◆ **Work task**: Repeat the records exactly, so that each line matches the original.

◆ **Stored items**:
·····
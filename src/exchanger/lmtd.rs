//! 로그 평균 온도차(LMTD).

use crate::error::DomainError;

/// 양 끝 온도차가 이 상대 오차 안에서 같으면 산술 평균(극한값)을 쓴다.
const EQUAL_ENDS_TOLERANCE: f64 = 1e-9;

/// 유동 배열.
#[derive(Debug, Clone, Copy, PartialEq, Eq, Default)]
pub enum FlowArrangement {
    #[default]
    CounterFlow,
    ParallelFlow,
}

impl FlowArrangement {
    pub fn from_name(name: &str) -> Option<Self> {
        match name.trim().to_lowercase().as_str() {
            "counter" | "counterflow" | "counter-flow" | "counter_flow" | "counter-current" => {
                Some(FlowArrangement::CounterFlow)
            }
            "parallel" | "parallelflow" | "parallel-flow" | "parallel_flow" | "co-current" => {
                Some(FlowArrangement::ParallelFlow)
            }
            _ => None,
        }
    }
}

/// 두 유체의 입출구 온도 [K].
#[derive(Debug, Clone, Copy, PartialEq)]
pub struct TerminalTemperatures {
    pub hot_inlet: f64,
    pub hot_outlet: f64,
    pub cold_inlet: f64,
    pub cold_outlet: f64,
}

impl TerminalTemperatures {
    /// 양 끝의 고온측-저온측 온도차 (ΔT1, ΔT2).
    ///
    /// 대향류는 (Th,in − Tc,out, Th,out − Tc,in), 병류는 (Th,in − Tc,in, Th,out − Tc,out).
    pub fn terminal_differences(&self, arrangement: FlowArrangement) -> (f64, f64) {
        match arrangement {
            FlowArrangement::CounterFlow => (
                self.hot_inlet - self.cold_outlet,
                self.hot_outlet - self.cold_inlet,
            ),
            FlowArrangement::ParallelFlow => (
                self.hot_inlet - self.cold_inlet,
                self.hot_outlet - self.cold_outlet,
            ),
        }
    }

    /// 이 온도 조건의 LMTD.
    pub fn lmtd(&self, arrangement: FlowArrangement) -> Result<f64, DomainError> {
        let (delta1, delta2) = self.terminal_differences(arrangement);
        log_mean_temperature_difference(delta1, delta2)
    }
}

/// LMTD = (ΔT1 − ΔT2) / ln(ΔT1/ΔT2).
///
/// 두 온도차가 같으면 식의 극한인 산술 평균을 돌려준다. 어느 한쪽이라도 0 이하이거나
/// 유한하지 않으면 로그 항이 정의되지 않으므로 [`DomainError`]이다.
pub fn log_mean_temperature_difference(delta1: f64, delta2: f64) -> Result<f64, DomainError> {
    let valid = |d: f64| d.is_finite() && d > 0.0;
    if !valid(delta1) || !valid(delta2) {
        return Err(DomainError::TerminalTemperatureDifference { delta1, delta2 });
    }
    if (delta1 - delta2).abs() <= EQUAL_ENDS_TOLERANCE * delta1.max(delta2) {
        return Ok(0.5 * (delta1 + delta2));
    }
    // ln(ΔT1/ΔT2)를 ln_1p로 계산해 양 끝이 가까울 때의 자릿수 손실을 줄인다
    let log_ratio = ((delta1 - delta2) / delta2).ln_1p();
    Ok((delta1 - delta2) / log_ratio)
}
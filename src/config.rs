use serde::{Deserialize, Serialize};
use std::fs;
use std::path::Path;

use tracing::info;

use crate::error::ConfigError;
use crate::units::*;

/// 보고서에 쓰는 단위 설정.
#[derive(Debug, Clone, PartialEq, Serialize, Deserialize)]
#[serde(default)]
pub struct ReportUnits {
    pub temperature: TemperatureUnit,
    pub power: PowerUnit,
    pub pressure: PressureUnit,
    pub velocity: VelocityUnit,
    pub heat_transfer: HeatTransferUnit,
    pub length: LengthUnit,
    pub area: AreaUnit,
    pub volume: VolumeUnit,
}

impl Default for ReportUnits {
    fn default() -> Self {
        Self {
            temperature: TemperatureUnit::Celsius,
            power: PowerUnit::Kilowatt,
            pressure: PressureUnit::KiloPascal,
            velocity: VelocityUnit::MeterPerSecond,
            heat_transfer: HeatTransferUnit::WPerSquareMeterK,
            length: LengthUnit::Millimeter,
            area: AreaUnit::SquareMeter,
            volume: VolumeUnit::Liter,
        }
    }
}

/// 애플리케이션 설정을 표현한다.
#[derive(Debug, Clone, PartialEq, Serialize, Deserialize)]
#[serde(default)]
pub struct Settings {
    /// auto / ko / en
    pub language: String,
    /// 보고서 소수점 자릿수
    pub precision: usize,
    pub report_units: ReportUnits,
}

impl Default for Settings {
    fn default() -> Self {
        Self {
            language: "auto".to_string(),
            precision: 3,
            report_units: ReportUnits::default(),
        }
    }
}

/// 설정 파일을 로드하거나 없으면 기본 설정을 생성한다.
pub fn load_or_default(path: &Path) -> Result<Settings, ConfigError> {
    if path.exists() {
        let content = fs::read_to_string(path).map_err(|source| ConfigError::Io {
            path: path.to_path_buf(),
            source,
        })?;
        let settings: Settings = toml::from_str(&content)?;
        Ok(settings)
    } else {
        let settings = Settings::default();
        settings.save(path)?;
        info!(path = %path.display(), "created default settings file");
        Ok(settings)
    }
}

impl Settings {
    /// 설정을 파일에 저장한다.
    pub fn save(&self, path: &Path) -> Result<(), ConfigError> {
        let content = toml::to_string_pretty(self)?;
        fs::write(path, content).map_err(|source| ConfigError::Io {
            path: path.to_path_buf(),
            source,
        })
    }
}
fn side_hydraulics(
    input: &ExchangerInput,
    stream: &StreamInput,
    plates: u32,
) -> Result<SideHydraulics, DomainError> {
    let geometry = &input.geometry;
    let coolant = &stream.coolant;
    let dh = geometry.hydraulic_diameter();

    let velocity = hydraulics::channel_velocity(
        stream.mass_flow,
        coolant.density,
        geometry.channel_area(),
        plates,
    );
    let reynolds = coolant.reynolds_number(velocity, dh);
    let friction_factor = correlation::friction_factor(reynolds, input.corrugation_angle)?;
    let channel_pressure_drop = hydraulics::channel_pressure_drop(
        friction_factor,
        geometry.plate_height,
        dh,
        coolant.density,
        velocity,
    );
    let port_pressure_drop = input
        .port_diameter
        .map(|d| {
            let v_port = hydraulics::port_velocity(stream.mass_flow, coolant.density, d);
            hydraulics::port_pressure_drop(coolant.density, v_port)
        })
        .unwrap_or(0.0);

    Ok(SideHydraulics {
        velocity,
        reynolds,
        friction_factor,
        channel_pressure_drop,
        port_pressure_drop,
        nusselt: None,
        convective_coefficient: None,
    })
}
·····
◆ **Result of the task**:
filename src/exchanger/lmtd.rs
//! 로그 평균 온도차(LMTD).

use crate::error::DomainError;

/// 양 끝 온도차가 이 상대 오차 안에서 같으면 산술 평균(극한값)을 쓴다.
const EQUAL_ENDS_TOLERANCE: f64 = 1e-9;

/// 유동 배열.
#[derive(Debug, Clone, Copy, PartialEq, Eq, Default)]
pub enum FlowArrangement {
    #[default]
    CounterFlow,
    ParallelFlow,
}

impl FlowArrangement {
    pub fn from_name(name: &str) -> Option<Self> {
        match name.trim().to_lowercase().as_str() {
            "counter" | "counterflow" | "counter-flow" | "counter_flow" | "counter-current" => {
                Some(FlowArrangement::CounterFlow)
            }
            "parallel" | "parallelflow" | "parallel-flow" | "parallel_flow" | "co-current" => {
                Some(FlowArrangement::ParallelFlow)
            }
            _ => None,
        }
    }
}

/// 두 유체의 입출구 온도 [K].
#[derive(Debug, Clone, Copy, PartialEq)]
pub struct TerminalTemperatures {
    pub hot_inlet: f64,
    pub hot_outlet: f64,
    pub cold_inlet: f64,
    pub cold_outlet: f64,
}

impl TerminalTemperatures {
    /// 양 끝의 고온측-저온측 온도차 (ΔT1, ΔT2).
    ///
    /// 대향류는 (Th,in − Tc,out, Th,out − Tc,in), 병류는 (Th,in − Tc,in, Th,out − Tc,out).
    pub fn terminal_differences(&self, arrangement: FlowArrangement) -> (f64, f64) {
        match arrangement {
            FlowArrangement::CounterFlow => (
                self.hot_inlet - self.cold_outlet,
                self.hot_outlet - self.cold_inlet,
            ),
            FlowArrangement::ParallelFlow => (
                self.hot_inlet - self.cold_inlet,
                self.hot_outlet - self.cold_outlet,
            ),
        }
    }

    /// 이 온도 조건의 LMTD.
    pub fn lmtd(&self, arrangement: FlowArrangement) -> Result<f64, DomainError> {
        let (delta1, delta2) = self.terminal_differences(arrangement);
        log_mean_temperature_difference(delta1, delta2)
    }
}

/// LMTD = (ΔT1 − ΔT2) / ln(ΔT1/ΔT2).
///
/// 두 온도차가 같으면 식의 극한인 산술 평균을 돌려준다. 어느 한쪽이라도 0 이하이거나
/// 유한하지 않으면 로그 항이 정의되지 않으므로 [`DomainError`]이다.
pub fn log_mean_temperature_difference(delta1: f64, delta2: f64) -> Result<f64, DomainError> {
    let valid = |d: f64| d.is_finite() && d > 0.0;
    if !valid(delta1) || !valid(delta2) {
        return Err(DomainError::TerminalTemperatureDifference { delta1, delta2 });
    }
    if (delta1 - delta2).abs() <= EQUAL_ENDS_TOLERANCE * delta1.max(delta2) {
        return Ok(0.5 * (delta1 + delta2));
    }
    // ln(ΔT1/ΔT2)를 ln_1p로 계산해 양 끝이 가까울 때의 자릿수 손실을 줄인다
    let log_ratio = ((delta1 - delta2) / delta2).ln_1p();
    Ok((delta1 - delta2) / log_ratio)
}
filename src/config.rs
use serde::{Deserialize, Serialize};
use std::fs;
use std::path::Path;

use tracing::info;

use crate::error::ConfigError;
use crate::units::*;

/// 보고서에 쓰는 단위 설정.
#[derive(Debug, Clone, PartialEq, Serialize, Deserialize)]
#[serde(default)]
pub struct ReportUnits {
    pub temperature: TemperatureUnit,
    pub power: PowerUnit,
    pub pressure: PressureUnit,
    pub velocity: VelocityUnit,
    pub heat_transfer: HeatTransferUnit,
    pub length: LengthUnit,
    pub area: AreaUnit,
    pub volume: VolumeUnit,
}

impl Default for ReportUnits {
    fn default() -> Self {
        Self {
            temperature: TemperatureUnit::Celsius,
            power: PowerUnit::Kilowatt,
            pressure: PressureUnit::KiloPascal,
            velocity: VelocityUnit::MeterPerSecond,
            heat_transfer: HeatTransferUnit::WPerSquareMeterK,
            length: LengthUnit::Millimeter,
            area: AreaUnit::SquareMeter,
            volume: VolumeUnit::Liter,
        }
    }
}

/// 애플리케이션 설정을 표현한다.
#[derive(Debug, Clone, PartialEq, Serialize, Deserialize)]
#[serde(default)]
pub struct Settings {
    /// auto / ko / en
    pub language: String,
    /// 보고서 소수점 자릿수
    pub precision: usize,
    pub report_units: ReportUnits,
}

impl Default for Settings {
    fn default() -> Self {
        Self {
            language: "auto".to_string(),
            precision: 3,
            report_units: ReportUnits::default(),
        }
    }
}

/// 설정 파일을 로드하거나 없으면 기본 설정을 생성한다.
pub fn load_or_default(path: &Path) -> Result<Settings, ConfigError> {
    if path.exists() {
        let content = fs::read_to_string(path).map_err(|source| ConfigError::Io {
            path: path.to_path_buf(),
            source,
        })?;
        let settings: Settings = toml::from_str(&content)?;
        Ok(settings)
    } else {
        let settings = Settings::default();
        settings.save(path)?;
        info!(path = %path.display(), "created default settings file");
        Ok(settings)
    }
}

impl Settings {
    /// 설정을 파일에 저장한다.
    pub fn save(&self, path: &Path) -> Result<(), ConfigError> {
        let content = toml::to_string_pretty(self)?;
        fs::write(path, content).map_err(|source| ConfigError::Io {
            path: path.to_path_buf(),
            source,
        })
    }
}
fn side_hydraulics(
    input: &ExchangerInput,
    stream: &StreamInput,
    plates: u32,
) -> Result<SideHydraulics, DomainError> {
    let geometry = &input.geometry;
    let coolant = &stream.coolant;
    let dh = geometry.hydraulic_diameter();

    let velocity = hydraulics::channel_velocity(
        stream.mass_flow,
        coolant.density,
        geometry.channel_area(),
        plates,
    );
    let reynolds = coolant.reynolds_number(velocity, dh);
    let friction_factor = correlation::friction_factor(reynolds, input.corrugation_angle)?;
    let channel_pressure_drop = hydraulics::channel_pressure_drop(
        friction_factor,
        geometry.plate_height,
        dh,
        coolant.density,
        velocity,
    );
    let port_pressure_drop = input
        .port_diameter
        .map(|d| {
            let v_port = hydraulics::port_velocity(stream.mass_flow, coolant.density, d);
            hydraulics::port_pressure_drop(coolant.density, v_port)
        })
        .unwrap_or(0.0);

    Ok(SideHydraulics {
        velocity,
        reynolds,
        friction_factor,
        channel_pressure_drop,
        port_pressure_drop,
        nusselt: None,
        convective_coefficient: None,
    })
}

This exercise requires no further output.